The term “lithium-ion” represents a class of batteries in which lithium ions move between the cathode and anode. The makeup of the cathode, the anode, and the electrolyte separating the two are what define the different subtypes of lithium-ion batteries. Over the years, scientists made many attempts to commercialize Li-Ion batteries by experimenting with different cathodes, anodes, and electrolytes to make them cheaper, safer, and more reliable. These advancements culminated in Sony releasing the first commercial Li-ion battery in 1991.
Today, nearly fifty years after Whittingham’s discovery, lithium ion and its subtype, lithium polymer (LiPo), have become the predominant battery type for energy-intensive devices from laptops to drones.
The reason it took so long was due to the sheer number of constraints that batteries must satisfy before entering the market.
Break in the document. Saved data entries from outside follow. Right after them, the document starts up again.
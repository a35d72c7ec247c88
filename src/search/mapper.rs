//! Maps business search responses to location records

use crate::search::{Category, Location, SearchError, SearchResult};
use serde_json::Value;

/// Converts a decoded search response into one location per business
///
/// Optional fields (rating, price, phone, address) that are absent, null or
/// empty become `None`; a business without a name, or a response without a
/// `businesses` array, is an error.
pub fn map_businesses(response: &Value, city: &str, category: Category) -> SearchResult<Vec<Location>> {
    let businesses = match response.get("businesses").and_then(Value::as_array) {
        Some(businesses) => businesses,
        None => {
            if let Some(description) = response
                .pointer("/error/description")
                .and_then(Value::as_str)
            {
                return Err(SearchError::Api(description.to_string()));
            }
            return Err(SearchError::MissingBusinesses);
        }
    };

    businesses
        .iter()
        .enumerate()
        .map(|(index, business)| map_business(index, business, city, category))
        .collect()
}

fn map_business(index: usize, business: &Value, city: &str, category: Category) -> SearchResult<Location> {
    let name = non_empty_str(business.get("name")).ok_or_else(|| SearchError::MalformedBusiness {
        index,
        reason: "missing name".to_string(),
    })?;

    Ok(Location {
        name,
        city: city.to_string(),
        address: address(business),
        categories: category.as_str().to_string(),
        rating: rating(business.get("rating")),
        price: non_empty_str(business.get("price")),
        phone: non_empty_str(business.get("display_phone"))
            .or_else(|| non_empty_str(business.get("phone"))),
    })
}

/// Numeric rating, accepting numbers and numeric strings
fn rating(value: Option<&Value>) -> Option<f64> {
    let rating = match value? {
        Value::Number(number) => number.as_f64(),
        Value::String(text) => text.trim().parse::<f64>().ok(),
        _ => None,
    };
    rating.filter(|rating| rating.is_finite())
}

/// `location.display_address` joined with ", ", falling back to `location.address1`
fn address(business: &Value) -> Option<String> {
    let location = business.get("location")?;

    let display = location
        .get("display_address")
        .and_then(Value::as_array)
        .map(|lines| {
            lines
                .iter()
                .filter_map(Value::as_str)
                .map(str::trim)
                .filter(|line| !line.is_empty())
                .collect::<Vec<_>>()
                .join(", ")
        })
        .filter(|joined| !joined.is_empty());

    display.or_else(|| non_empty_str(location.get("address1")))
}

fn non_empty_str(value: Option<&Value>) -> Option<String> {
    value
        .and_then(Value::as_str)
        .map(str::trim)
        .filter(|text| !text.is_empty())
        .map(str::to_string)
}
Energy density is but one constraint that batteries must satisfy in the aviation industry. Batteries must also be cheap, powerful, reliable, safe, versatile, and long-lasting.
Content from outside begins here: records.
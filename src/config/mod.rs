//! Configuration module for Tastemap
//!
//! This module handles loading, parsing, and validating TOML configuration files.
//!
//! # Example
//!
//! ```no_run
//! use tastemap::config::load_config;
//! use std::path::Path;
//!
//! let config = load_config(Path::new("tastemap.toml")).unwrap();
//! println!("Rankings come from: {}", config.source.ranking_url);
//! ```

mod parser;
mod types;
mod validation;

// Re-export types
pub use types::{
    Config, OutputConfig, SearchConfig, SourceConfig, UserAgentConfig, DEFAULT_API_KEY_ENV,
    DEFAULT_SEARCH_LIMIT,
};

// Re-export parser functions
pub use parser::{compute_config_hash, load_config, load_config_with_hash, parse_config};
For example, sulfur cathode lithium has four times the energy stored in a traditional LiPo battery, enough to fly an aircraft for four or more hours. But the problem is that they are prone to failure and typically need to be replaced after 50 charge-discharge cycles, which is far too few for a mission-critical application like aviation.
Similarly, silicon anode batteries can achieve two to ten times the energy density of existing batteries, but also have a limited number of charge-discharge cycles and cost tens of thousands of dollars per cell.
Battery technology is science, not engineering, and science always moves at a much slower, unpredictable pace. For the aviation industry, this means that a manned, long-range, commercial, battery-powered aircraft is many, many years away.
A Hybrid Approach to Aviation
Hybrid-electric propulsion combines the energy density of gasoline with the simplicity of electric propulsion. Today, hybrid multirotors can fly for up to 5 hours and eliminate most of the reliability and maintenance issues associated with gas-powered helicopters (e.g., engine vibrations, swash plates, gearboxes, and drive shafts).
Hybrid technology is more than just a compromise until batteries improve. It has many advantages of its own. For example, the battery can act as backup power if an engine failure occurs, eliminating power loss as one of the most common contributors to crashes. Other important advantages include:
– Fast refuelling/recharging
– Sub-zero temperature operation
– Eliminating the maintenance and transportation of many batteries
– Reducing battery replacements
– The ability to isolate and dampen the engine from the airframe
When applied to aeroplanes, hybrid-electric technology also improves fuel economy by downsizing the engine (which saves weight) and enables it to operate in its most efficient state during the cruise. Hybrid technology can also improve noise pollution by providing the option of only running the engine at altitude, far away from people.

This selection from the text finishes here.